While the low-margin pharmacy business and recent capacity additions have been a drag on profitability, these are expected to stabilise and improve over time as they reach a certain size.
Analysts believe the margins now are at an inflection point and over a period of time will move upwards.
In the September quarter both the health care and pharmacy verticals grew 5.3 per cent and 71.3 per cent, resulting in overall revenue growth of 18.2 per cent at the standalone level. However, the healthy growth in average revenues per occupied bed (ARPOB) in key clusters such as Chennai and Hyderabad, on business rationalisation and operating efficiencies, are encouraging.
Further, FY14/15 commissioned facilities at Trichy, Nashik and Nellore, among others, as also the product or specialty mix are likely to benefit the company in the coming days. Nevertheless, return on capital employed (RoCE) at 13.2 per cent during the first half of FY16 is lower than the 15 per cent seen in the first half of FY15 as per HSBC, largely due to capital employed at the new facilities where returns will pick up gradually. The management has targeted 16 per cent RoCE for new hospitals by the fifth year of their operations, which will boost overall returns.
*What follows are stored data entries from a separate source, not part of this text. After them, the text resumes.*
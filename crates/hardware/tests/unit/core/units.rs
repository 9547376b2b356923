use lc3b_pipe_core::common::bits::Word;
use lc3b_pipe_core::core::pipeline::signals::AluOp;
use lc3b_pipe_core::core::units::alu::Alu;
use lc3b_pipe_core::core::units::alu::shifts::{self, ShiftKind};
use rstest::rstest;

fn w(v: u16) -> Word {
    Word::new(u64::from(v))
}

#[rstest]
#[case(AluOp::Add, 0x7FFF, 0x0001, 0x8000)]
#[case(AluOp::Add, 0xFFFA, 0x0006, 0x0000)]
#[case(AluOp::And, 0xF0F0, 0x3C3C, 0x3030)]
#[case(AluOp::Xor, 0xFFFF, 0x1234, 0xEDCB)]
#[case(AluOp::PassB, 0x1111, 0x2222, 0x2222)]
fn alu_operations(#[case] op: AluOp, #[case] a: u16, #[case] b: u16, #[case] expected: u16) {
    assert_eq!(Alu::execute(op, w(a), w(b)).value(), u64::from(expected));
}

#[test]
fn shift_kind_decodes_ir5_4() {
    assert_eq!(ShiftKind::from_bits(0b00), ShiftKind::Left);
    assert_eq!(ShiftKind::from_bits(0b01), ShiftKind::RightLogical);
    assert_eq!(ShiftKind::from_bits(0b11), ShiftKind::RightArithmetic);
}

#[test]
fn reserved_shift_type_shifts_left() {
    // IR[4] clear selects the left shift whatever IR[5] holds.
    assert_eq!(ShiftKind::from_bits(0b10), ShiftKind::Left);
    assert_eq!(shifts::execute(ShiftKind::from_bits(0b10), w(0x0003), 4).value(), 0x0030);
}

#[rstest]
#[case(ShiftKind::Left, 0x0001, 15, 0x8000)]
#[case(ShiftKind::Left, 0x8001, 1, 0x0002)]
#[case(ShiftKind::RightLogical, 0x8000, 15, 0x0001)]
#[case(ShiftKind::RightArithmetic, 0x8000, 15, 0xFFFF)]
#[case(ShiftKind::RightArithmetic, 0x4000, 2, 0x1000)]
#[case(ShiftKind::RightLogical, 0xABCD, 0, 0xABCD)]
fn shifter(#[case] kind: ShiftKind, #[case] value: u16, #[case] amount: u32, #[case] expected: u16) {
    assert_eq!(shifts::execute(kind, w(value), amount).value(), u64::from(expected));
}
With 1,300 beds added in 24 months and 895 more planned in FY16, analysts at HSBC believe the company is almost at the end of the current investment cycle. FY17-18 will bring consolidation and much needed recovery in margins and RoCE. Analysts at HSBC remain excited about long-term investment drivers.
Analysts at Espiroto Santo securities too see Apollo’s all-inclusive strategy as capable of driving multi-year growth as well as valuations and see the benefits of recently commissioned beds as capable of driving significant leverage. Given the target prices of various brokerages, expect 12 to 24 per cent upside from the current levels of Rs 1300.50.